Even before the lawsuit was launched, Ernst was locked in conflict with the Energy Resources Conservation Board, now the Alberta Energy Regulator. In November 2005, the regulator sent Ernst a letter saying it had told its staff to “avoid any further contact” with her on the grounds that she had criticized the board and made “criminal threats.”

But in June 2006 Rick McKee, then chief counsel for the regulator, admitted in a taped interview (Liberal MLA David Swann was a witness) that Ernst never presented a security threat to the organization.

She also sued the regulator for violating her charter rights by falsely branding her a “criminal threat” in 2005.

The Supreme Court of Canada split ruling on Ernst’s right to sue the energy regulator included a claim by Justice Rosalie Abella that the regulator found Ernst to be a “vexatious litigant,” though no regulator in Alberta has ever described Ernst as such. Four of the other justices commented on Abella’s claim, noting, “We see no basis for our colleague’s characterization.”

But Ernst has been unsuccessful in having the statement corrected in the judgment, noting it could be used against her in future hearings.
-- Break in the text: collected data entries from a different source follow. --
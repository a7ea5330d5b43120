use serde::{Deserialize, Serialize};
use std::fs;
use std::path::{Path, PathBuf};
use std::time::Duration;

use crate::shared::constants::{
    DEFAULT_DATABASE_PATH, DEFAULT_MATCH_THRESHOLD, DEFAULT_MAX_ANNOTATIONS,
};

/// User-adjustable recognition settings, persisted as JSON.
#[derive(Debug, Clone, PartialEq, Serialize, Deserialize)]
#[serde(default)]
pub struct RecognitionSettings {
    /// Minimum spacing between frames forwarded to recognition (0 = every frame).
    pub detect_interval_ms: u64,
    pub threshold: f64,
    /// Size of the annotation pool. Only read when a session is created.
    pub max_annotations: usize,
    pub database_path: PathBuf,
}

impl Default for RecognitionSettings {
    fn default() -> Self {
        Self {
            detect_interval_ms: 0,
            threshold: DEFAULT_MATCH_THRESHOLD,
            max_annotations: DEFAULT_MAX_ANNOTATIONS,
            database_path: PathBuf::from(DEFAULT_DATABASE_PATH),
        }
    }
}

impl RecognitionSettings {
    pub fn detect_interval(&self) -> Duration {
        Duration::from_millis(self.detect_interval_ms)
    }

    fn config_path() -> Option<PathBuf> {
        dirs::config_dir().map(|d| d.join("Facewatch").join("settings.json"))
    }

    /// Loads persisted settings, falling back to defaults on any failure.
    pub fn load() -> Self {
        Self::config_path()
            .map(|path| Self::load_from(&path))
            .unwrap_or_default()
    }

    pub fn load_from(path: &Path) -> Self {
        fs::read_to_string(path)
            .ok()
            .and_then(|json| serde_json::from_str(&json).ok())
            .unwrap_or_default()
    }

    pub fn save(&self) {
        if let Some(path) = Self::config_path() {
            if let Err(e) = self.save_to(&path) {
                log::warn!("Failed to save settings to {}: {e}", path.display());
            }
        }
    }

    pub fn save_to(&self, path: &Path) -> Result<(), Box<dyn std::error::Error>> {
        if let Some(parent) = path.parent() {
            fs::create_dir_all(parent)?;
        }
        let json = serde_json::to_string_pretty(self)?;
        fs::write(path, json)?;
        Ok(())
    }
}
The Canadian Judicial Council informed Ernst that it has no policy for correcting errors and that only the Supreme Court can amend or review reasons for its decisions.

Some legal scholars criticized the Supreme Court decision and said it weakened the Charter of Rights and Freedoms by allowing governments to place regulators above the law.
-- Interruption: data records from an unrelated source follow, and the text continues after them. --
//! YOLO face detector using ONNX Runtime via `ort`.
//!
//! Letterboxes the frame to the model's square input, runs inference and
//! reduces the raw boxes with greedy NMS. Regions are returned in descending
//! score order, clamped to the frame.
use std::path::Path;

use crate::recognition::domain::face_detector::FaceDetector;
use crate::shared::frame::Frame;
use crate::shared::math::bbox_iou;
use crate::shared::region::DetectionRegion;

use super::execution_provider::build_session;

/// Fallback model input resolution when the model doesn't specify dimensions.
const DEFAULT_INPUT_SIZE: u32 = 640;

/// Default confidence threshold for face detection.
pub const DEFAULT_CONFIDENCE: f64 = 0.25;

const NMS_IOU_THRESH: f64 = 0.45;

/// Padding value used by YOLO letterboxing.
const PAD_GRAY: f32 = 114.0 / 255.0;

pub struct OnnxYoloDetector {
    session: ort::session::Session,
    confidence: f64,
    input_size: u32,
}

impl OnnxYoloDetector {
    /// Load a YOLO ONNX model.
    ///
    /// The input resolution is read from the model's NCHW input shape and
    /// falls back to 640 when the shape is dynamic.
    pub fn new(model_path: &Path, confidence: f64) -> Result<Self, Box<dyn std::error::Error>> {
        let session = build_session(model_path)?;

        let input_size = session
            .inputs()
            .first()
            .and_then(|input| match input.dtype() {
                ort::value::ValueType::Tensor { shape, .. } if shape.len() >= 4 && shape[2] > 0 => {
                    Some(shape[2] as u32)
                }
                _ => None,
            })
            .unwrap_or(DEFAULT_INPUT_SIZE);

        log::debug!("YOLO detector loaded from {} ({input_size}px input)", model_path.display());

        Ok(Self {
            session,
            confidence,
            input_size,
        })
    }
}

impl FaceDetector for OnnxYoloDetector {
    fn detect(&mut self, frame: &Frame) -> Result<Vec<DetectionRegion>, Box<dyn std::error::Error>> {
        let mut lb = letterbox(frame, self.input_size)?;

        let input_value = ort::value::Tensor::from_array(std::mem::take(&mut lb.tensor))?;
        let outputs = self.session.run(ort::inputs![input_value])?;
        if outputs.len() == 0 {
            return Err("YOLO model produced no outputs".into());
        }
        let tensor = outputs[0].try_extract_array::<f32>()?;
        let shape = tensor.shape().to_vec();
        if shape.len() != 3 {
            return Err(format!("Unexpected YOLO output shape: {shape:?}").into());
        }

        // Output is [1, features, detections] or [1, detections, features].
        let transposed = shape[1] < shape[2];
        let (num_dets, num_feats) = if transposed {
            (shape[2], shape[1])
        } else {
            (shape[1], shape[2])
        };
        if num_feats < 5 {
            return Err(format!("YOLO output has {num_feats} features per box").into());
        }

        let data = tensor.as_slice().ok_or("Cannot get tensor slice")?;
        let at = |det: usize, feat: usize| -> f64 {
            let i = if transposed {
                feat * num_dets + det
            } else {
                det * num_feats + feat
            };
            data[i] as f64
        };

        let mut candidates = Vec::new();
        for i in 0..num_dets {
            let conf = at(i, 4);
            if conf < self.confidence {
                continue;
            }
            let (cx, cy, w, h) = (at(i, 0), at(i, 1), at(i, 2), at(i, 3));
            candidates.push(Candidate {
                bbox: [
                    lb.unmap_x(cx - w / 2.0),
                    lb.unmap_y(cy - h / 2.0),
                    lb.unmap_x(cx + w / 2.0),
                    lb.unmap_y(cy + h / 2.0),
                ],
                confidence: conf,
            });
        }

        let regions = nms(&mut candidates, NMS_IOU_THRESH)
            .into_iter()
            .filter_map(|c| {
                let [x1, y1, x2, y2] = c.bbox;
                DetectionRegion::from_corners(
                    (x1, y1, x2, y2),
                    c.confidence,
                    frame.width(),
                    frame.height(),
                )
            })
            .collect();
        Ok(regions)
    }
}

// ---------------------------------------------------------------------------
// Preprocessing
// ---------------------------------------------------------------------------

struct Letterbox {
    tensor: ndarray::Array4<f32>,
    scale: f64,
    pad_x: u32,
    pad_y: u32,
}

impl Letterbox {
    fn unmap_x(&self, x: f64) -> f64 {
        (x - self.pad_x as f64) / self.scale
    }

    fn unmap_y(&self, y: f64) -> f64 {
        (y - self.pad_y as f64) / self.scale
    }
}

/// Letterbox-resize a frame to `target_size` x `target_size`, NCHW in [0, 1].
///
/// Single-channel frames are replicated to three channels.
fn letterbox(frame: &Frame, target_size: u32) -> Result<Letterbox, Box<dyn std::error::Error>> {
    let fw = frame.width() as f64;
    let fh = frame.height() as f64;
    let target = target_size as f64;

    let scale = (target / fw).min(target / fh);
    let new_w = ((fw * scale).round() as u32).min(target_size);
    let new_h = ((fh * scale).round() as u32).min(target_size);
    let pad_x = (target_size - new_w) / 2;
    let pad_y = (target_size - new_h) / 2;

    let size = target_size as usize;
    let mut tensor = ndarray::Array4::<f32>::from_elem((1, 3, size, size), PAD_GRAY);

    let src = frame.as_ndarray()?;
    let src_h = frame.height() as usize;
    let src_w = frame.width() as usize;
    let channels = frame.channels() as usize;

    for y in 0..new_h as usize {
        let src_y = ((y as f64 / scale) as usize).min(src_h - 1);
        for x in 0..new_w as usize {
            let src_x = ((x as f64 / scale) as usize).min(src_w - 1);
            let ty = pad_y as usize + y;
            let tx = pad_x as usize + x;
            for c in 0..3 {
                let sc = c.min(channels - 1);
                tensor[[0, c, ty, tx]] = src[[src_y, src_x, sc]] as f32 / 255.0;
            }
        }
    }

    Ok(Letterbox {
        tensor,
        scale,
        pad_x,
        pad_y,
    })
}

// ---------------------------------------------------------------------------
// NMS
// ---------------------------------------------------------------------------

#[derive(Clone, Debug)]
struct Candidate {
    bbox: [f64; 4],
    confidence: f64,
}

/// Greedy NMS: sort by confidence descending, suppress overlapping boxes.
fn nms(dets: &mut [Candidate], iou_thresh: f64) -> Vec<Candidate> {
    dets.sort_by(|a, b| {
        b.confidence
            .partial_cmp(&a.confidence)
            .unwrap_or(std::cmp::Ordering::Equal)
    });

    let mut keep: Vec<Candidate> = Vec::new();
    for det in dets.iter() {
        if keep.iter().all(|k| bbox_iou(&k.bbox, &det.bbox) <= iou_thresh) {
            keep.push(det.clone());
        }
    }
    keep
}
Ernst learned Klippenstein was withdrawing from the case last fall, but didn’t share the information until recently. She was waiting until the law firm surrendered control of her website, she said. The website is an archive of her lawsuit as well as a record of the political, legal and ecological impacts of the brute force technology of fracking.

The Tyee asked Klippenstein why the case has floundered in the justice system for nearly a dozen years.

“Ms. Ernst’s case was and is an enormously ambitious undertaking, involving numerous highly-complex scientific and legal issues, against a number of very powerful, very well-resourced, and very determined opponents,” he said. “We all knew that from the beginning, and we all knew that it would be an incredibly difficult and lengthy and time-consuming effort to undertake it, and a seriously uphill battle all the way.”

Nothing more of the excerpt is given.